Au-delà des opérations ponctuelles ou saisonnières, des actions promotionnelles quasi-permanentes, décidées par les responsables d’une marque mais dont les conditions ne figurent pas sur les documents officiels destinés à l’ensemble des distributeurs, sont courantes. Durant la période étudiée, les principales marques des groupes ’Thomson et Philips ont utilisé cette méthode pour la vente d’une proportion considérable de leurs gros appareils ménagers, avec des rabais pouvant atteindre sous des formes très variées, 6 à 8 p. 100 du prix de vente, c’est-à-dire comparables au taux de profit net attendu par le producteur et le distributeur.

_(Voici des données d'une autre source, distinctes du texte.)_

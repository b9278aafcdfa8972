use kiss3d::camera::Camera;
use kiss3d::event::{Action, Key, MouseButton, WindowEvent};
use kiss3d::planar_camera::PlanarCamera;
use kiss3d::post_processing::PostProcessingEffect;
use kiss3d::renderer::Renderer;
use kiss3d::window::{State, Window};
use nalgebra::{Point2, Point3};

use super::renderers::FlatRenderer;
use crate::input::interaction::{InteractionState, PointerEvent, Response};
use crate::input::view::ViewTransform;
use crate::model::meshes::{axes_vertices, grid_vertices, trochoid_vertices, ColoredVertex};
use crate::model::sandbox::SandboxScene;
use crate::render::{Primitive, RenderData};

const KEY_ROTATE_LEFT: Key = Key::Left;
const KEY_ROTATE_RIGHT: Key = Key::Right;
const KEY_WIDEN: Key = Key::Q;
const KEY_NARROW: Key = Key::A;
const KEY_TALLEN: Key = Key::W;
const KEY_SHORTEN: Key = Key::S;
const KEY_MIRROR: Key = Key::M;
const KEY_RADIUS_UP: Key = Key::R;
const KEY_RADIUS_DOWN: Key = Key::F;
const KEY_DISTANCE_UP: Key = Key::H;
const KEY_DISTANCE_DOWN: Key = Key::G;
const KEY_LONGER: Key = Key::T;
const KEY_SHORTER: Key = Key::Y;
const KEY_FINER: Key = Key::Comma;
const KEY_COARSER: Key = Key::Period;
const KEY_GRID_UP: Key = Key::Equals;
const KEY_GRID_DOWN: Key = Key::Minus;
const KEY_RESET: Key = Key::Back;

const ANGLE_STEP: f32 = 5.0;
const SCALE_STEP: f32 = 0.1;
const TROCHOID_STEP: f32 = 0.1;

// Bounds for everything the keys can change
const SCALE_RANGE: (f32, f32) = (0.1, 10.0);
const RADIUS_RANGE: (f32, f32) = (0.1, 10.0);
const DISTANCE_RANGE: (f32, f32) = (0.0, 10.0);
const T_MAX_RANGE: (f32, f32) = (1.0, 100.0);
const DT_RANGE: (f32, f32) = (0.001, 0.1);
const GRID_RANGE: (usize, usize) = (2, 50);

// The parameter panel in the top-left corner; the pointer belongs to it
// while it's inside
const PANEL_SIZE: (f64, f64) = (520.0, 400.0);

fn grid_color() -> Point3<f32> {
    Point3::new(0.8, 0.8, 0.8)
}

fn trochoid_color() -> Point3<f32> {
    Point3::new(0.1, 0.3, 0.9)
}

struct Layers {
    grid: RenderData<ColoredVertex>,
    axes: RenderData<ColoredVertex>,
    trochoid: RenderData<ColoredVertex>,
    points: RenderData<ColoredVertex>,
}

struct Slots {
    grid: usize,
    axes: usize,
    trochoid: usize,
    points: usize,
}

fn clamp_parameters(scene: &mut SandboxScene) {
    let within = |x: f32, (lo, hi): (f32, f32)| nalgebra::clamp(x, lo, hi);

    let scale = &mut scene.figure.scale;
    scale.x = within(scale.x, SCALE_RANGE);
    scale.y = within(scale.y, SCALE_RANGE);

    let trochoid = &mut scene.trochoid;
    trochoid.r = within(trochoid.r, RADIUS_RANGE);
    trochoid.h = within(trochoid.h, DISTANCE_RANGE);
    trochoid.t_max = within(trochoid.t_max, T_MAX_RANGE);
    trochoid.dt = within(trochoid.dt, DT_RANGE);

    scene.grid_size = nalgebra::clamp(scene.grid_size, GRID_RANGE.0, GRID_RANGE.1);
}

/// The affine sandbox: a trochoid on a grid, placed by draggable points.
pub struct Sandbox {
    scene: SandboxScene,
    view: ViewTransform,
    input: InteractionState,
    layers: Layers,
    slots: Slots,
    renderer: FlatRenderer,
}

impl Layers {
    fn new(scene: &SandboxScene) -> Self {
        Layers {
            grid: RenderData::new(Primitive::Lines, grid_vertices(scene.grid_size, grid_color())),
            axes: RenderData::new(
                Primitive::Lines,
                axes_vertices(
                    scene.grid_size,
                    Point3::new(0.9, 0.3, 0.3),
                    Point3::new(0.3, 0.7, 0.3),
                ),
            )
            .with_width(2.0),
            trochoid: RenderData::new(
                Primitive::LineStrip,
                trochoid_vertices(&scene.trochoid, trochoid_color()),
            )
            .with_width(2.0),
            points: RenderData::new(Primitive::Points, scene.point_vertices()).with_width(10.0),
        }
    }
}

impl Sandbox {
    pub fn new(window: &mut Window) -> Self {
        let scene = SandboxScene::default();
        let mut view = ViewTransform::default();
        view.resize(window.width(), window.height());

        let mut layers = Layers::new(&scene);
        let mut renderer = FlatRenderer::new();
        let slots = Slots {
            grid: renderer.add_layer(&mut layers.grid),
            axes: renderer.add_layer(&mut layers.axes),
            trochoid: renderer.add_layer(&mut layers.trochoid),
            points: renderer.add_layer(&mut layers.points),
        };

        Sandbox {
            scene,
            view,
            input: InteractionState::default(),
            layers,
            slots,
            renderer,
        }
    }

    fn handle_event(&mut self, event: &WindowEvent) {
        let pointer_event = match *event {
            WindowEvent::CursorPos(x, y, _) => {
                self.input.ui_captures_pointer = x < PANEL_SIZE.0 && y < PANEL_SIZE.1;
                PointerEvent::Moved(Point2::new(x as f32, y as f32))
            }
            WindowEvent::MouseButton(MouseButton::Button1, Action::Press, _) => {
                PointerEvent::PrimaryPressed
            }
            WindowEvent::MouseButton(MouseButton::Button1, Action::Release, _) => {
                PointerEvent::PrimaryReleased
            }
            WindowEvent::MouseButton(MouseButton::Button2, Action::Press, _) => {
                PointerEvent::SecondaryPressed
            }
            WindowEvent::MouseButton(MouseButton::Button2, Action::Release, _) => {
                PointerEvent::SecondaryReleased
            }
            WindowEvent::Scroll(_, off, _) => PointerEvent::Scrolled(off as f32),
            WindowEvent::FramebufferSize(w, h) => {
                self.view.resize(w, h);
                return;
            }
            WindowEvent::Key(key, Action::Press, _) => {
                self.handle_key(key);
                return;
            }
            _ => return,
        };

        match self.input.handle(pointer_event, &mut self.scene, &mut self.view) {
            Response::PointMoved(_) => self.refresh_points(),
            Response::DragStarted(_)
            | Response::DragEnded
            | Response::ViewChanged
            | Response::Nothing => {}
        }
    }

    fn handle_key(&mut self, key: Key) {
        let figure = &mut self.scene.figure;
        let trochoid = &mut self.scene.trochoid;
        match key {
            KEY_ROTATE_LEFT => figure.angle_degrees += ANGLE_STEP,
            KEY_ROTATE_RIGHT => figure.angle_degrees -= ANGLE_STEP,
            KEY_WIDEN => figure.scale.x += SCALE_STEP,
            KEY_NARROW => figure.scale.x -= SCALE_STEP,
            KEY_TALLEN => figure.scale.y += SCALE_STEP,
            KEY_SHORTEN => figure.scale.y -= SCALE_STEP,
            KEY_MIRROR => figure.mirrored = !figure.mirrored,
            KEY_RADIUS_UP => trochoid.r += TROCHOID_STEP,
            KEY_RADIUS_DOWN => trochoid.r -= TROCHOID_STEP,
            KEY_DISTANCE_UP => trochoid.h += TROCHOID_STEP,
            KEY_DISTANCE_DOWN => trochoid.h -= TROCHOID_STEP,
            KEY_LONGER => trochoid.t_max += 1.0,
            KEY_SHORTER => trochoid.t_max -= 1.0,
            KEY_FINER => trochoid.dt /= 2.0,
            KEY_COARSER => trochoid.dt *= 2.0,
            KEY_GRID_UP => self.scene.grid_size += 1,
            KEY_GRID_DOWN => self.scene.grid_size = self.scene.grid_size.saturating_sub(1),
            KEY_RESET => self.scene = SandboxScene::default(),
            _ => return,
        }

        clamp_parameters(&mut self.scene);
        self.scene.figure.sync_visible();
        self.refresh_points();
        self.layers
            .trochoid
            .replace(trochoid_vertices(&self.scene.trochoid, trochoid_color()));

        if self.layers.grid.len() != (self.scene.grid_size + 1) * 4 {
            let n = self.scene.grid_size;
            self.layers.grid.replace(grid_vertices(n, grid_color()));
            self.layers.axes.replace(axes_vertices(
                n,
                Point3::new(0.9, 0.3, 0.3),
                Point3::new(0.3, 0.7, 0.3),
            ));
        }
    }

    // Only rewrites the points that actually moved
    fn refresh_points(&mut self) {
        for i in 0..self.scene.points().len() {
            let vertex = self.scene.point_vertex(i);
            if self.layers.points.vertices()[i] != vertex {
                self.layers.points.set(i, vertex);
            }
        }
    }

    fn sync_renderer(&mut self) {
        let grid_to_pixels = self.view.forward(None);
        let basis = self.scene.basis.matrix();
        let figure_to_pixels = self.view.forward(Some(&basis)) * self.scene.figure.model_matrix();

        let renderer = &mut self.renderer;
        renderer.set_projection(self.view.projection());
        renderer.set_model(self.slots.grid, grid_to_pixels);
        renderer.set_model(self.slots.axes, grid_to_pixels);
        renderer.set_model(self.slots.points, grid_to_pixels);
        renderer.set_model(self.slots.trochoid, figure_to_pixels);
        // Nothing sensible to draw through a collapsed basis
        renderer.set_visible(self.slots.trochoid, !self.scene.basis.is_degenerate());

        renderer.sync_layer(self.slots.grid, &mut self.layers.grid);
        renderer.sync_layer(self.slots.axes, &mut self.layers.axes);
        renderer.sync_layer(self.slots.trochoid, &mut self.layers.trochoid);
        renderer.sync_layer(self.slots.points, &mut self.layers.points);
    }

    fn panel_text(&self) -> String {
        let figure = &self.scene.figure;
        let trochoid = &self.scene.trochoid;
        let mut text = format!(
            "Angle: {:.0} deg (Left/Right)
Scale: {:.1} x {:.1} (Q/A, W/S)
Mirrored: {} (M)
r = {:.1} (R/F), h = {:.1} (H/G)
t max = {:.0} (T/Y), dt = {} (,/.)
Grid: {} (+/-)",
            figure.angle_degrees,
            figure.scale.x,
            figure.scale.y,
            figure.mirrored,
            trochoid.r,
            trochoid.h,
            trochoid.t_max,
            trochoid.dt,
            self.scene.grid_size,
        );
        for point in self.scene.points() {
            let value = self.scene.point(point.target);
            text.push_str(&format!(
                "\n{}: ({:.2}, {:.2})",
                point.target.label(),
                value.x,
                value.y
            ));
        }
        if self.scene.basis.is_degenerate() {
            text.push_str("\nBasis is degenerate!");
        }
        text
    }
}

impl State for Sandbox {
    fn cameras_and_effect_and_renderer(
        &mut self,
    ) -> (
        Option<&mut dyn Camera>,
        Option<&mut dyn PlanarCamera>,
        Option<&mut dyn Renderer>,
        Option<&mut dyn PostProcessingEffect>,
    ) {
        (None, None, Some(&mut self.renderer), None)
    }

    fn step(&mut self, window: &mut Window) {
        for event in window.events().iter() {
            self.handle_event(&event.value);
        }
        self.sync_renderer();

        let default_font = kiss3d::text::Font::default();
        window.draw_text(
            &self.panel_text(),
            &Point2::origin(),
            50.0,
            &default_font,
            &Point3::new(0.1, 0.1, 0.1),
        );
    }
}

Les responsables des sociétés commerciales considèrent que ces rabais constituent une marge de négociation indispensable à leurs représentants et un moyen nécessaire pour gérer correctement leurs stocks. lis affirment de plus que ces promotions sont portées à la connaissance de tous les revendeurs.

h) Les accords de coopération commerciale proposés par les producteurs.

Dans le cadre de la distribution sélective, et non exclusive, choisie par la plupart des fabricants de gros appareils électroménagers, outre les tarifs et conditions générales de vente, les relations contractuelles entre producteurs et distributeurs sont fondées sur des accords de coopération commerciale qui régissent des relations plus étroites entre certains partenaires sur la base du volontariat.

h1. Les filiales de commercialisation du groupe Thomson.

Les accords de coopération commerciale proposés ces dernières années aux détaillants par les sociétés S.D.R.M., S.O.D.A.M.E. et Surmelec, commercialisant respectivement les marques Thomson, Brandt et Vedette, comprenaient un même paragraphe 1.9 aux termes duquel le détaillant s’engage « à s’abstenir de toute pratique ayant pour objet ou effet d’attirer la clientèle en se servant de la marque Thomson (ou Brandt, ou Vedette), sans l’intention sincère d’augmenter au maximum les ventes d’appareils Thomson (ou Brandt, ou Vedette), et à ne pas affecter aux appareils Thomson (ou Brandt, ou Vedette) un coefficient de marge inférieur à celui pris sur la moyenne des autres marques vendues au cours de la période considérée ».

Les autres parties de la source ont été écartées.